▶ Prompt
How many lines in the records below hold the string "SeqCst"? Answer with the number alone.

---+---

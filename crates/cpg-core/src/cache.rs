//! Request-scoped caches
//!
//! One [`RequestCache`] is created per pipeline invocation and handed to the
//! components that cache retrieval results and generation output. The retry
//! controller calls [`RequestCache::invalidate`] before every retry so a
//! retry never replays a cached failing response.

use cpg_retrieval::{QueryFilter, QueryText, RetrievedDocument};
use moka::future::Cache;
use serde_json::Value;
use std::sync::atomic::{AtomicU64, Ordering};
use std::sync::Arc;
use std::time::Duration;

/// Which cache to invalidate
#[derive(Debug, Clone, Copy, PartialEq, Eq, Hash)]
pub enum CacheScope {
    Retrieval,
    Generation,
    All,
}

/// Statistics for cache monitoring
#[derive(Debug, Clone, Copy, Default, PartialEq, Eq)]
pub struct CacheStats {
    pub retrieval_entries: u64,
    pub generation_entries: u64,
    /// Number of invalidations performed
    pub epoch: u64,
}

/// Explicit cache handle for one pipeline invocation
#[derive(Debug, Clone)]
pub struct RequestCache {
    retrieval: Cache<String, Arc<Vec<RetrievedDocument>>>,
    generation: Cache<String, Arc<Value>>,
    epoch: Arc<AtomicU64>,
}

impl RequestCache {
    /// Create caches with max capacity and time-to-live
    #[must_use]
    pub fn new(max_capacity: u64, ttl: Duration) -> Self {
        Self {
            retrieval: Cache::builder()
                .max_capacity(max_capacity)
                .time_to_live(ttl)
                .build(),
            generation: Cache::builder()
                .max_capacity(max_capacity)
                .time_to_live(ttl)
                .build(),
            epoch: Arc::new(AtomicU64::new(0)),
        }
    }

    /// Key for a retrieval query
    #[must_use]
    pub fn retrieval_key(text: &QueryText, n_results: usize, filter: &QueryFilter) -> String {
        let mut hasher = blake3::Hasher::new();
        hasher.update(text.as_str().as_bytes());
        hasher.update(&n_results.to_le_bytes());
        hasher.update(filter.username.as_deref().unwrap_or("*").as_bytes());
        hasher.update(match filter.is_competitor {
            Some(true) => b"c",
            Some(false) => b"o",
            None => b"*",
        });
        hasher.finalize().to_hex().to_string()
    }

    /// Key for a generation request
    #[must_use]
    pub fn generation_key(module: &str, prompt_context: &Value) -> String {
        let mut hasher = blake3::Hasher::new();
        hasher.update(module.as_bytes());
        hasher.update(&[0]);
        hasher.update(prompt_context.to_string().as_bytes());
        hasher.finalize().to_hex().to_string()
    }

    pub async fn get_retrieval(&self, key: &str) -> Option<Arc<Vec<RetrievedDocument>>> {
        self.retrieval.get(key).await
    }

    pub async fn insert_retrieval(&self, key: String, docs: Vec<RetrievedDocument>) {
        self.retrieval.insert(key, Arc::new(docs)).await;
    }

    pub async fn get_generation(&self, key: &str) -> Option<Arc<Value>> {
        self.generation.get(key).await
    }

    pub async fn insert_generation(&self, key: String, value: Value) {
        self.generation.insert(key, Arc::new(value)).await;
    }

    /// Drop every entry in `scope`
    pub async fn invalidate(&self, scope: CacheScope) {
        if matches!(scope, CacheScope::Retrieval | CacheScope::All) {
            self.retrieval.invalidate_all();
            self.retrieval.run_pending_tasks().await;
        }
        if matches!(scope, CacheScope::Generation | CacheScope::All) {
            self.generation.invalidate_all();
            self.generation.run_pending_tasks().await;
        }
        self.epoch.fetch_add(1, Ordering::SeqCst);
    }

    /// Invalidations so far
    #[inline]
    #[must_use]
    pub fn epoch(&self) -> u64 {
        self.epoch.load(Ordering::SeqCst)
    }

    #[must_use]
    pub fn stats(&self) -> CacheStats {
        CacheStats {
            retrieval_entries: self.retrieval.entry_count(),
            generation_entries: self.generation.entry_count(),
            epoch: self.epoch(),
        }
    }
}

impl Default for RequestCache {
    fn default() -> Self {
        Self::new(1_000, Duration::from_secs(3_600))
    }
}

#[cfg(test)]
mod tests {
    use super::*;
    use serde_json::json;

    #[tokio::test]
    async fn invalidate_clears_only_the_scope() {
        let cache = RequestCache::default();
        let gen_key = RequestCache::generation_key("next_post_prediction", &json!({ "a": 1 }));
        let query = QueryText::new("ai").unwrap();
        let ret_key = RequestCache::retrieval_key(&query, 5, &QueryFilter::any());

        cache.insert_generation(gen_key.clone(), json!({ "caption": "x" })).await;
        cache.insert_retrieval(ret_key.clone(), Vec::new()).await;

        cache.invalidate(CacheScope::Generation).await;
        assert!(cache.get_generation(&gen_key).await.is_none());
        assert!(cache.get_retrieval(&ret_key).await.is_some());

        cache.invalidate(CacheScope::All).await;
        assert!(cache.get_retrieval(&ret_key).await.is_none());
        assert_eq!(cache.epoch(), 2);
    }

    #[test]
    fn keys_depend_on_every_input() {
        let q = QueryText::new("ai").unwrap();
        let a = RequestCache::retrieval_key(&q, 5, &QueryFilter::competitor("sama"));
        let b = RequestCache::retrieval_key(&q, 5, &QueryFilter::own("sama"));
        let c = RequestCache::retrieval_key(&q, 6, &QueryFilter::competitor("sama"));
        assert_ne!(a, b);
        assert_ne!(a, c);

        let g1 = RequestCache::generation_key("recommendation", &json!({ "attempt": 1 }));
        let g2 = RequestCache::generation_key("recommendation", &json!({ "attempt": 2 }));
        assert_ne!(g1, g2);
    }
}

---+---

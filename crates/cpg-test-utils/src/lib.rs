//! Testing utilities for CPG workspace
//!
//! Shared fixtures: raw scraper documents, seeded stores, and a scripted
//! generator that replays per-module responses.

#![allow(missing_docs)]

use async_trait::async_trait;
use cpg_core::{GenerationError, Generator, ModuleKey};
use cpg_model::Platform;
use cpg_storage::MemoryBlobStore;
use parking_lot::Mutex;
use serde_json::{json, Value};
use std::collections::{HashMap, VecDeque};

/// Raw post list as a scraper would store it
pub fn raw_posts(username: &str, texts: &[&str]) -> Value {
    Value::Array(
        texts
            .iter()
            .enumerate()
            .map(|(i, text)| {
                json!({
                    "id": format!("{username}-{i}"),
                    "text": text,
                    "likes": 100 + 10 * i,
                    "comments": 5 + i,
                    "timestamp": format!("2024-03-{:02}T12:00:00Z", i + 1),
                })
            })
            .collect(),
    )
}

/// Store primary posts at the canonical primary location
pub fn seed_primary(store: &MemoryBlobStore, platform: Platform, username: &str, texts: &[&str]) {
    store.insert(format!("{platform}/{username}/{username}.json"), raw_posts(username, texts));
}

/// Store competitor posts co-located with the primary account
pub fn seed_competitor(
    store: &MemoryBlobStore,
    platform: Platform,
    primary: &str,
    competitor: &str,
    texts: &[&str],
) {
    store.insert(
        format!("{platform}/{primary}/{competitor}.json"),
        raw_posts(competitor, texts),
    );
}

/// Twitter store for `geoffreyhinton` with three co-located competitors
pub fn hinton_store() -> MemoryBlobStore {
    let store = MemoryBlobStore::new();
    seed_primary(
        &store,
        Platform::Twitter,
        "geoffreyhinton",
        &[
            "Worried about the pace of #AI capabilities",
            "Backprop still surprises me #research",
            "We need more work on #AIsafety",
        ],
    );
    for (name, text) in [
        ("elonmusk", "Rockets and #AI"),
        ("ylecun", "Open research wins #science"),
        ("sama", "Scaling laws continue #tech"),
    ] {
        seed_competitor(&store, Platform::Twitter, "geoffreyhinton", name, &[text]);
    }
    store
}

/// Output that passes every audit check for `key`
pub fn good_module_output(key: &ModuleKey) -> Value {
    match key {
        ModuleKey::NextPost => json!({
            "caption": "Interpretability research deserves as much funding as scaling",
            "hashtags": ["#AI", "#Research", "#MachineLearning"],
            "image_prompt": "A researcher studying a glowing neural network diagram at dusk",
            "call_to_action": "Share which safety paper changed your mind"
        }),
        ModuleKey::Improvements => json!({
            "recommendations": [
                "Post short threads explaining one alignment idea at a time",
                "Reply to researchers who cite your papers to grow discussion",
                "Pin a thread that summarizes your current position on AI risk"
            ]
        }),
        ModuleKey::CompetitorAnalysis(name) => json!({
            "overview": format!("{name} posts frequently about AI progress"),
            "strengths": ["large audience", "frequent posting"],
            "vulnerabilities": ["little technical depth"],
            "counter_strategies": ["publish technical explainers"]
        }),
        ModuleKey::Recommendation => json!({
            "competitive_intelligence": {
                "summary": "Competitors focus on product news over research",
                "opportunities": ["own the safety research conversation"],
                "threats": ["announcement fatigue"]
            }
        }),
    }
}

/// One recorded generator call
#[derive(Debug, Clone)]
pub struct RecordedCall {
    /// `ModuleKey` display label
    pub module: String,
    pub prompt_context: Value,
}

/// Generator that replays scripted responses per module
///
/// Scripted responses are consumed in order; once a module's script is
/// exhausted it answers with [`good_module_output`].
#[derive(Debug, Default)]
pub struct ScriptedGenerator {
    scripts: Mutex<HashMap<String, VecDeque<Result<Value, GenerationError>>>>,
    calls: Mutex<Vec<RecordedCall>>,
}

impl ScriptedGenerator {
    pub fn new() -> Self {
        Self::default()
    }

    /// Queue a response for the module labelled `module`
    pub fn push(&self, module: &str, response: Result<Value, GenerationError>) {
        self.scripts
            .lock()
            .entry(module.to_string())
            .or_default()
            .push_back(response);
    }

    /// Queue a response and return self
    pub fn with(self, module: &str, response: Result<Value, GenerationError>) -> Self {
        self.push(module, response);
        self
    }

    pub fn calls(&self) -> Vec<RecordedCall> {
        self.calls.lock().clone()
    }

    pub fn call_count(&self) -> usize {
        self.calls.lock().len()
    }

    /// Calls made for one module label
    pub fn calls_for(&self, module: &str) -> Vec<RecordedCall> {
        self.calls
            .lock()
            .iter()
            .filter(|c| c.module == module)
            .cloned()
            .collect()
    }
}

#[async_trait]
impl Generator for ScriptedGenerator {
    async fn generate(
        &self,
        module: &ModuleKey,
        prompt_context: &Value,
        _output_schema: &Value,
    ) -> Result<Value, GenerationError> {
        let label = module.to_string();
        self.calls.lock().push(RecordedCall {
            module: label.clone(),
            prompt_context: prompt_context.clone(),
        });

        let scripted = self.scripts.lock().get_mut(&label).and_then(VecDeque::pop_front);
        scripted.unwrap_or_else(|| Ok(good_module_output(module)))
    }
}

---+---

▶ Result for this exercise
2